Don’t be too quick to hate on Sarah though. The Bible counts her and Abraham as people of highest faith (Romans 4,Hebrews 11), and tells women that we should all try to be wives like her (1 Peter 3). The laugh isn’t really held against her. I admire Sarah a lot, but I can relate to her a lot, too. Another time in her life, she made Abraham pretend to be her brother because she was afraid evil guys would get him for having such a pretty wife. God wasn’t thrilled about this, but I relate to Sarah’s tendency to give into her fears and try to control the situation. She did it again when, after God promised her a son this first time, she was too impatient and made Abraham conceive a baby with her servant… ok, I wouldn’t go that far, personally, but the heart behind the action is what I’m talking about. That’s definitely me right there.

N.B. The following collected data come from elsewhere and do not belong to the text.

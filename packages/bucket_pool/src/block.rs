use std::alloc::{self, Layout};
use std::mem::ManuallyDrop;
use std::ptr::NonNull;

use crate::{BLOCK_ALIGNMENT, Error, Result, SizeClass};

/// A raw memory region whose capacity is exactly that of its [`SizeClass`].
///
/// A block is owned either by a pool (while it sits in a bucket) or by whoever acquired it.
/// The contents of a block are uninitialized from the point of view of the pool; the pool
/// never reads or drops anything stored in a block.
///
/// Blocks are returned to a pool via [`BucketPool::release()`][crate::BucketPool::release].
/// Dropping a block instead gives its memory straight back to the system allocator.
///
/// # Thread safety
///
/// A block is an exclusively owned allocation and may be moved and shared between threads.
#[derive(Debug)]
pub struct Block {
    ptr: NonNull<u8>,
    size_class: SizeClass,
}

impl Block {
    /// Obtains a fresh block from the system allocator.
    #[cfg_attr(test, mutants::skip)] // Allocation failure cannot be provoked in tests.
    pub(crate) fn allocate(size_class: SizeClass) -> Result<Self> {
        let layout = size_class.block_layout()?;

        // SAFETY: Block layouts always have a non-zero size.
        let ptr = unsafe { alloc::alloc(layout) };

        let ptr = NonNull::new(ptr).ok_or(Error::AllocationFailure {
            capacity: size_class.capacity(),
        })?;

        Ok(Self { ptr, size_class })
    }

    /// Reassembles a block from a pointer obtained via [`into_raw()`](Self::into_raw).
    ///
    /// # Safety
    ///
    /// The caller must ensure that:
    ///
    /// 1. `ptr` was returned by [`into_raw()`](Self::into_raw) on a block of `size_class`.
    /// 2. No other `Block` exists for the same memory, i.e. each `into_raw()` is matched by
    ///    at most one `from_raw()`.
    /// 3. Nothing that still lives in the memory region is accessed after the block is
    ///    released or dropped.
    #[must_use]
    pub unsafe fn from_raw(ptr: NonNull<u8>, size_class: SizeClass) -> Self {
        Self { ptr, size_class }
    }

    /// Gives up ownership of the block, returning a pointer to its first byte.
    ///
    /// The memory stays allocated until the pointer is turned back into a block with
    /// [`from_raw()`](Self::from_raw). Nothing tracks the pointer in the meantime; losing it
    /// leaks the block.
    #[must_use]
    pub fn into_raw(self) -> NonNull<u8> {
        ManuallyDrop::new(self).ptr
    }

    /// Returns a pointer to the first byte of the block.
    ///
    /// The pointer is aligned to [`BLOCK_ALIGNMENT`][crate::BLOCK_ALIGNMENT] and is valid for
    /// reads and writes of [`capacity()`](Self::capacity) bytes for as long as the block
    /// is owned by the caller.
    #[must_use]
    #[inline]
    pub fn as_ptr(&self) -> NonNull<u8> {
        self.ptr
    }

    /// The size class this block belongs to.
    #[must_use]
    #[inline]
    pub fn size_class(&self) -> SizeClass {
        self.size_class
    }

    /// The number of bytes in the block.
    #[must_use]
    #[inline]
    pub fn capacity(&self) -> usize {
        self.size_class.capacity()
    }
}

impl Drop for Block {
    fn drop(&mut self) {
        // SAFETY: A block only exists if `allocate()` succeeded for its size class (directly
        // or, via the `from_raw()` contract, for the block it was taken apart from), so the
        // size and alignment already formed a valid layout once.
        let layout = unsafe {
            Layout::from_size_align_unchecked(self.size_class.capacity(), BLOCK_ALIGNMENT)
        };

        // SAFETY: The pointer was allocated with this exact layout and is not used again.
        unsafe {
            alloc::dealloc(self.ptr.as_ptr(), layout);
        }
    }
}

// SAFETY: A block is an exclusively owned heap allocation; nothing else refers to it.
unsafe impl Send for Block {}

// SAFETY: Shared access to a block only exposes its address and size class.
unsafe impl Sync for Block {}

And I’m not trying to rag on Hannah for being a “goody two-shoes” or something either. I still can relate to her, and I admire her faith in prayer, and I find great hope in her story. But if we’re honest, do you think a lot more of us are Sarahs thinking we are Hannahs? And could this self-deception be hindering our growth? For example, could we be at risk of victimizing ourselves more than examining ourselves?
Anyway — What do you think? Are you a Hannah or a Sarah? (If it helps, the Bible goes on and on about how gorgeous Sarah was, even at grandma age.) Or are you another biblical lady all together these days? Please share in the comments.